Era para ser um dia tranquilo no mercado financeiro, com a inflação medida pelo IPCA-15 de junho abaixo do período anterior e das expectativas. Mas uma entrevista concedida pelo presidente Luiz Inácio Lula da Silva mudou o rumo: o dólar já abriu em alta, rompendo nova barreira psicológica, agora a de R$ 5,50, chegou a perder esse patamar mas fechou com alta de 1,2%, em R$ 5,519.
A frase que soou mais pontiaguda nos ouvidos de analistas foi esta:
— O problema não é ter de cortar, é saber se precisa efetivamente cortar ou se precisa aumentar a arrecadação.

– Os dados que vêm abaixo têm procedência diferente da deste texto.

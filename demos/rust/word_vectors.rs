//! Word Vectors Demo
//!
//! This demo runs nearest-word lookups over a small embedding file:
//! - Writing a `word v1 v2 ...` text file
//! - Opening it with an on-disk index cache
//! - Reopening, which loads the cached index instead of rebuilding
//!
//! Run with: cargo run --example word_vectors

use nnsearch::{Delimiter, IndexParams, KdTreeParams, Result, WordVectors};
use std::io::Write;

const VOCAB: &[(&str, [f64; 3])] = &[
    ("cat", [0.9, 0.1, 0.0]),
    ("dog", [0.85, 0.15, 0.05]),
    ("kitten", [0.92, 0.05, 0.02]),
    ("puppy", [0.8, 0.2, 0.1]),
    ("car", [0.0, 0.9, 0.4]),
    ("truck", [0.05, 0.95, 0.5]),
    ("bicycle", [0.1, 0.7, 0.2]),
    ("apple", [0.3, 0.0, 0.9]),
    ("banana", [0.35, 0.05, 0.85]),
    ("cherry", [0.25, 0.0, 0.95]),
];

fn main() -> Result<()> {
    println!("=== nnsearch Word Vectors Demo ===\n");

    let dir = tempfile::tempdir()?;
    let path = dir.path().join("vectors.txt");
    let mut file = std::fs::File::create(&path)?;
    for (word, v) in VOCAB {
        writeln!(file, "{} {} {} {}", word, v[0], v[1], v[2])?;
    }
    drop(file);

    let params = IndexParams::KdTree(KdTreeParams::default().trees(2));

    // 1. First open builds and caches
    println!("1. Opening {}...", path.display());
    let words = WordVectors::open(&path, params, Delimiter::Whitespace)?;
    let cache = WordVectors::index_path(&path);
    println!("   ✓ {} words, cache at {}\n", words.len(), cache.display());

    // 2. Lookups
    println!("2. Nearest words:");
    for query in ["cat", "truck", "cherry", "zebra"] {
        let near = words.nearest(query, 3)?;
        if near.is_empty() {
            println!("   {:<8} (unknown)", query);
            continue;
        }
        let list: Vec<String> = near
            .iter()
            .map(|(w, d)| format!("{} ({:.3})", w, d))
            .collect();
        println!("   {:<8} {}", query, list.join(", "));
    }
    println!();

    // 3. Second open reuses the cache
    println!("3. Reopening...");
    let modified = std::fs::metadata(&cache)?.modified()?;
    let again = WordVectors::open(&path, params, Delimiter::Whitespace)?;
    let unchanged = std::fs::metadata(&cache)?.modified()? == modified;
    println!("   ✓ {} words, cache reused: {}", again.len(), unchanged);

    println!("\n=== Demo Complete ===");
    Ok(())
}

Depois dos acenos dos ministros da Fazenda, Fernando Haddad, e do Planejamento, Simone Tebet, de que haveria avanço em corte de gastos, a declaração soou como um questionamento a essa iniciativa.
Contribuiu para essa percepção a negativa de Lula de que poderia desvincular do salário mínimo desembolsos sociais, como o Benefício de Prestação Continuada (BCP). Como Haddad e Tebet haviam descartado a possibilidade de desindexar as aposentadorias, era uma possibilidade de redução de custo pequena, mas viável. O presidente barrou.
E justo nesta quarta-feira (26), o Tesouro Nacional informou déficit de R$ 61 bilhões nas contas do governo central em maio. É o segundo pior resultado para o mês na série histórica, só atrás de maio de 2020, quando a covid-19 provocou rombo difícil de bater, de 165 bilhões.
Esse resultado acentuou especulações de que, no próximo relatório fiscal, o governo seja obrigado a contingenciar o orçamento ou a criar alguma nova exceção às regras, que seriam vistas como artificialismos.
Os fatores de pressão no mercado
Falta de perspectiva do início de cortes de juro nos EUA: a taxa alta lá e mais baixa aqui diminui a atratividade de investimentos no mercado financeiro no Brasil, e investidores resgatam aplicações aqui para migrar para mercados mais lucrativos.
Ajuste fiscal: a decisão do governo Lula de reduzir o déficit primário (despesas maiores que receitas antes do pagamento da dívida) só com aumento de arrecadação, sem corte de gastos, é considerada frágil e difícil de manter ao longo dos quatro anos de mandato. A recente ajuda ao Rio Grande do Sul, que eleva os gastos, contribui com essa percepção. Sinalizações de cortes de gastos nos últimos dias chegaram a proporcionar algum alívio, mas não duradouro.
Conflitos e eleições pelo mundo: conflitos entre Rússia e Ucrânia e entre Israel e Hammas elevam incertezas, assim como as eleições para o Parlamento Europeu, que geraram antecipação de pleitos em vários países, inclusive na França, "sócio-fundador" da União Europeia, com risco potencial para a existência do bloco.